**Work to be completed**: Copy out all lines in the material below that contain the string "format".

**Dataset extract**:
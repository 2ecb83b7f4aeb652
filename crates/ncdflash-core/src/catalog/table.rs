//! Static firmware tables
//!
//! Ids are strings because that is how operators and the supervising
//! process pass them. Id 22 (RFID) ships no assets and is not listed.

use super::types::{AssetLocations, Channel, FirmwareProfile, LayoutFamily};
//! SPIFFS image build from a PlatformIO project

use std::fs;
use std::io::{self, Read};
use std::path::{Path, PathBuf};
use std::process::{Command, Stdio};
use std::thread::{self, JoinHandle};
use std::time::{Duration, Instant};

use crate::error::{Error, Result};

const POLL_INTERVAL: Duration = Duration::from_millis(100);

/// Something that can turn a project directory into a filesystem image
pub trait ImageBuilder {
    /// Build the image inside `project`.
    ///
    /// Failures, timeouts and a missing build tool are all
    /// [`Error::BuildFailed`].
    fn build(&mut self, project: &Path) -> Result<()>;
}

/// Runs `pio run -t buildfs` with a bounded wait
#[derive(Debug, Clone)]
pub struct PioBuilder {
    program: String,
    timeout: Duration,
}

impl PioBuilder {
    /// Create a builder running `program`
    pub fn new(program: impl Into<String>, timeout: Duration) -> Self {
        Self {
            program: program.into(),
            timeout,
        }
    }
}

fn drain<R: Read + Send + 'static>(mut reader: R) -> JoinHandle<String> {
    thread::spawn(move || {
        let mut buf = Vec::new();
        let _ = reader.read_to_end(&mut buf);
        String::from_utf8_lossy(&buf).into_owned()
    })
}

fn collect(handle: Option<JoinHandle<String>>) -> String {
    handle.and_then(|h| h.join().ok()).unwrap_or_default()
}

impl ImageBuilder for PioBuilder {
    fn build(&mut self, project: &Path) -> Result<()> {
        if !project.is_dir() {
            return Err(Error::BuildFailed {
                reason: format!("project directory {} does not exist", project.display()),
                output: String::new(),
            });
        }

        log::info!("Running {} run -t buildfs in {}", self.program, project.display());
        let mut child = Command::new(&self.program)
            .args(["run", "-t", "buildfs"])
            .current_dir(project)
            .stdin(Stdio::null())
            .stdout(Stdio::piped())
            .stderr(Stdio::piped())
            .spawn()
            .map_err(|e| Error::BuildFailed {
                reason: if e.kind() == io::ErrorKind::NotFound {
                    format!("{} not found; install PlatformIO or pass --no-spiffs", self.program)
                } else {
                    format!("failed to start {}: {}", self.program, e)
                },
                output: String::new(),
            })?;

        let stdout = child.stdout.take().map(drain);
        let stderr = child.stderr.take().map(drain);

        let start = Instant::now();
        let status = loop {
            match child.try_wait() {
                Ok(Some(status)) => break status,
                Ok(None) if start.elapsed() >= self.timeout => {
                    let _ = child.kill();
                    let _ = child.wait();
                    // Build helpers may still hold the pipes, so the
                    // drain threads are left to finish on their own
                    return Err(Error::BuildFailed {
                        reason: format!("timed out after {}s", self.timeout.as_secs()),
                        output: String::new(),
                    });
                }
                Ok(None) => thread::sleep(POLL_INTERVAL),
                Err(e) => {
                    let _ = child.kill();
                    return Err(Error::BuildFailed {
                        reason: format!("failed to wait for {}: {}", self.program, e),
                        output: String::new(),
                    });
                }
            }
        };

        let stdout = collect(stdout);
        let stderr = collect(stderr);
        log::trace!("buildfs stdout:\n{}", stdout);

        if status.success() {
            log::debug!("buildfs finished in {:?}", start.elapsed());
            Ok(())
        } else {
            Err(Error::BuildFailed {
                reason: format!("{} exited with {}", self.program, status),
                output: if stderr.trim().is_empty() { stdout } else { stderr },
            })
        }
    }
}

fn sorted_entries(dir: &Path) -> Vec<PathBuf> {
    let mut entries: Vec<PathBuf> = match fs::read_dir(dir) {
        Ok(rd) => rd.filter_map(|e| e.ok().map(|e| e.path())).collect(),
        Err(_) => Vec::new(),
    };
    entries.sort();
    entries
}

/// Locate the built image under `<project>/.pio/build`.
///
/// Build environments are visited in name order. A file named exactly
/// `spiffs.bin` wins; otherwise the first `.bin` whose name contains
/// "spiffs" is taken.
pub fn find_spiffs_image(project: &Path) -> Result<PathBuf> {
    let build_root = project.join(".pio").join("build");
    let envs: Vec<PathBuf> = sorted_entries(&build_root)
        .into_iter()
        .filter(|p| p.is_dir())
        .collect();

    if let Some(exact) = envs
        .iter()
        .map(|env| env.join("spiffs.bin"))
        .find(|p| p.is_file())
    {
        return Ok(exact);
    }

    envs.iter()
        .flat_map(|env| sorted_entries(env))
        .find(|p| {
            let name = p
                .file_name()
                .map(|n| n.to_string_lossy().to_ascii_lowercase())
                .unwrap_or_default();
            p.is_file() && name.ends_with(".bin") && name.contains("spiffs")
        })
        .ok_or(Error::ImageNotFound {
            search_root: build_root,
        })
}

#[cfg(test)]
mod tests {
    use super::*;

    fn touch(path: &Path) {
        fs::create_dir_all(path.parent().unwrap()).unwrap();
        fs::write(path, b"img").unwrap();
    }

    #[test]
    fn test_exact_name_preferred() {
        let project = tempfile::tempdir().unwrap();
        let build = project.path().join(".pio/build");
        touch(&build.join("a_env/littlefs_spiffs.bin"));
        touch(&build.join("b_env/spiffs.bin"));

        assert_eq!(
            find_spiffs_image(project.path()).unwrap(),
            build.join("b_env/spiffs.bin")
        );
    }

    #[test]
    fn test_fallback_to_spiffs_named_bin() {
        let project = tempfile::tempdir().unwrap();
        let build = project.path().join(".pio/build");
        touch(&build.join("esp32dev/firmware.bin"));
        touch(&build.join("esp32dev/SPIFFS_data.bin"));

        assert_eq!(
            find_spiffs_image(project.path()).unwrap(),
            build.join("esp32dev/SPIFFS_data.bin")
        );
    }

    #[test]
    fn test_no_image() {
        let project = tempfile::tempdir().unwrap();
        assert!(matches!(
            find_spiffs_image(project.path()),
            Err(Error::ImageNotFound { .. })
        ));

        touch(&project.path().join(".pio/build/esp32dev/firmware.bin"));
        match find_spiffs_image(project.path()) {
            Err(Error::ImageNotFound { search_root }) => {
                assert_eq!(search_root, project.path().join(".pio/build"))
            }
            other => panic!("unexpected {:?}", other),
        }
    }

    #[test]
    fn test_missing_tool_is_build_failure() {
        let project = tempfile::tempdir().unwrap();
        let mut builder =
            PioBuilder::new("ncdflash-test-no-such-pio", Duration::from_secs(5));
        match builder.build(project.path()) {
            Err(Error::BuildFailed { reason, .. }) => assert!(reason.contains("not found")),
            other => panic!("unexpected {:?}", other),
        }
    }

    /// Project holding a `run` script, executed as `sh run -t buildfs`
    #[cfg(unix)]
    fn scripted_project(script: &str) -> tempfile::TempDir {
        let project = tempfile::tempdir().unwrap();
        fs::write(project.path().join("run"), script).unwrap();
        project
    }

    #[test]
    #[cfg(unix)]
    fn test_build_timeout_kills_tool() {
        let project = scripted_project("sleep 5\n");
        let mut builder = PioBuilder::new("sh", Duration::from_secs(1));

        let start = Instant::now();
        match builder.build(project.path()) {
            Err(Error::BuildFailed { reason, output }) => {
                assert_eq!(reason, "timed out after 1s");
                assert!(output.is_empty());
            }
            other => panic!("unexpected {:?}", other),
        }
        assert!(start.elapsed() < Duration::from_secs(4));
    }

    #[test]
    #[cfg(unix)]
    fn test_nonzero_exit_keeps_stderr() {
        let project = scripted_project("echo building\necho err >&2\nexit 1\n");
        let mut builder = PioBuilder::new("sh", Duration::from_secs(10));
        match builder.build(project.path()) {
            Err(Error::BuildFailed { reason, output }) => {
                assert!(reason.starts_with("sh exited with"));
                assert_eq!(output, "err\n");
            }
            other => panic!("unexpected {:?}", other),
        }

        let project = scripted_project("echo 'Error: Unknown environment'\nexit 1\n");
        match builder.build(project.path()) {
            Err(Error::BuildFailed { output, .. }) => {
                assert_eq!(output, "Error: Unknown environment\n")
            }
            other => panic!("unexpected {:?}", other),
        }

        let project = scripted_project("exit 0\n");
        assert!(builder.build(project.path()).is_ok());
    }

    #[test]
    fn test_missing_project_dir() {
        let mut builder = PioBuilder::new("pio", Duration::from_secs(5));
        assert!(matches!(
            builder.build(Path::new("/nonexistent/ncdflash/project")),
            Err(Error::BuildFailed { .. })
        ));
    }
}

**Response**:
                reason: format!("project directory {} does not exist", project.display()),
                    format!("{} not found; install PlatformIO or pass --no-spiffs", self.program)
                    format!("failed to start {}: {}", self.program, e)
                        reason: format!("timed out after {}s", self.timeout.as_secs()),
                        reason: format!("failed to wait for {}: {}", self.program, e),
                reason: format!("{} exited with {}", self.program, status),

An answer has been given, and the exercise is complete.